RECORDS:
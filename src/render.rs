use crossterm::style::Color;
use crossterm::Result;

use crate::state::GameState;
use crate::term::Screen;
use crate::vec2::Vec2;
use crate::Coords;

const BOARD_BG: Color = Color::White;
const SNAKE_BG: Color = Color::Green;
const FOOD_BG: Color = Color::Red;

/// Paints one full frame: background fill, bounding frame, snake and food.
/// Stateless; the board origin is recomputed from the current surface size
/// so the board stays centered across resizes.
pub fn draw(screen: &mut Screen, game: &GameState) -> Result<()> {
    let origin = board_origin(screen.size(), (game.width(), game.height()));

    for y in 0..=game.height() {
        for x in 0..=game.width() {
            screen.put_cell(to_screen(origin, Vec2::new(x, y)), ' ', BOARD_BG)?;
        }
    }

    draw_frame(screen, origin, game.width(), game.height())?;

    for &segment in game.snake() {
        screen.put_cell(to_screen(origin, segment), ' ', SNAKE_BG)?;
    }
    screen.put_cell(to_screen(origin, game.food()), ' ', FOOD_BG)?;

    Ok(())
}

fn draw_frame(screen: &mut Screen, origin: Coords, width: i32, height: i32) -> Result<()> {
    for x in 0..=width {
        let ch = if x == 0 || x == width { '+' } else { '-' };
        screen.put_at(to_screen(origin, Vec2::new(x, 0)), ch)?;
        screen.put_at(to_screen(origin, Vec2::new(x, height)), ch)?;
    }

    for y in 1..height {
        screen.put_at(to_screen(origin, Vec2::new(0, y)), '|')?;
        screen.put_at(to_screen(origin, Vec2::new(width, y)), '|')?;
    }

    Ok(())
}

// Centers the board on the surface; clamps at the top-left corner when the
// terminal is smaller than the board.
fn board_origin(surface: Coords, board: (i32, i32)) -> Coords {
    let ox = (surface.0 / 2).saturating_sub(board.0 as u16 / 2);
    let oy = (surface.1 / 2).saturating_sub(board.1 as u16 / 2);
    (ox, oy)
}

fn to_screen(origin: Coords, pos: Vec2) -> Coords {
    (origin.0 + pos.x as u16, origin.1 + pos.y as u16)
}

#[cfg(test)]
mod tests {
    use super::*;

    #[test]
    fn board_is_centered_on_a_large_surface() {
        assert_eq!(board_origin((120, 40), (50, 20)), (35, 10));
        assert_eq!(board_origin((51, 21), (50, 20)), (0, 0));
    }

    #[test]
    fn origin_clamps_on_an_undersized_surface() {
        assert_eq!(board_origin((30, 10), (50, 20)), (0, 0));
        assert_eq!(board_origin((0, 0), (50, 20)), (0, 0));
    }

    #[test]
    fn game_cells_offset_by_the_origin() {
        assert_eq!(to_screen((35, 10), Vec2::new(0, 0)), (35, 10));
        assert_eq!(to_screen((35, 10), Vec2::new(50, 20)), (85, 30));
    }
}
--
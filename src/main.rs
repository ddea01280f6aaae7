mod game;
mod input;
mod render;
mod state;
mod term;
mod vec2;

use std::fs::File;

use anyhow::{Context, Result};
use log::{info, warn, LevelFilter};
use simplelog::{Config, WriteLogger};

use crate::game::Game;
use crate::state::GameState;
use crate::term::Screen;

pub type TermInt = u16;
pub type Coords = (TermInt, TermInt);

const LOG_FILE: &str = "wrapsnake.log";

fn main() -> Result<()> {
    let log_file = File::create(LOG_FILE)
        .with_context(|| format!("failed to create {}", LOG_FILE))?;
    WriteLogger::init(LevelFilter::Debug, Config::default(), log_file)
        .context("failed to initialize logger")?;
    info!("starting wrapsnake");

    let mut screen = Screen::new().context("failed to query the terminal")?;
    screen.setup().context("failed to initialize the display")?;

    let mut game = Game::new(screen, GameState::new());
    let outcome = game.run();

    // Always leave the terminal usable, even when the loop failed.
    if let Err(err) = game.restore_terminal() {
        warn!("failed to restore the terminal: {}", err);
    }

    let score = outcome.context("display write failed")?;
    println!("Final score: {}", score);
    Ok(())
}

AIM OF THE EXERCISE: Reading the records above, count the lines that include "info" and say only how many.

TASK RESPONSE: 2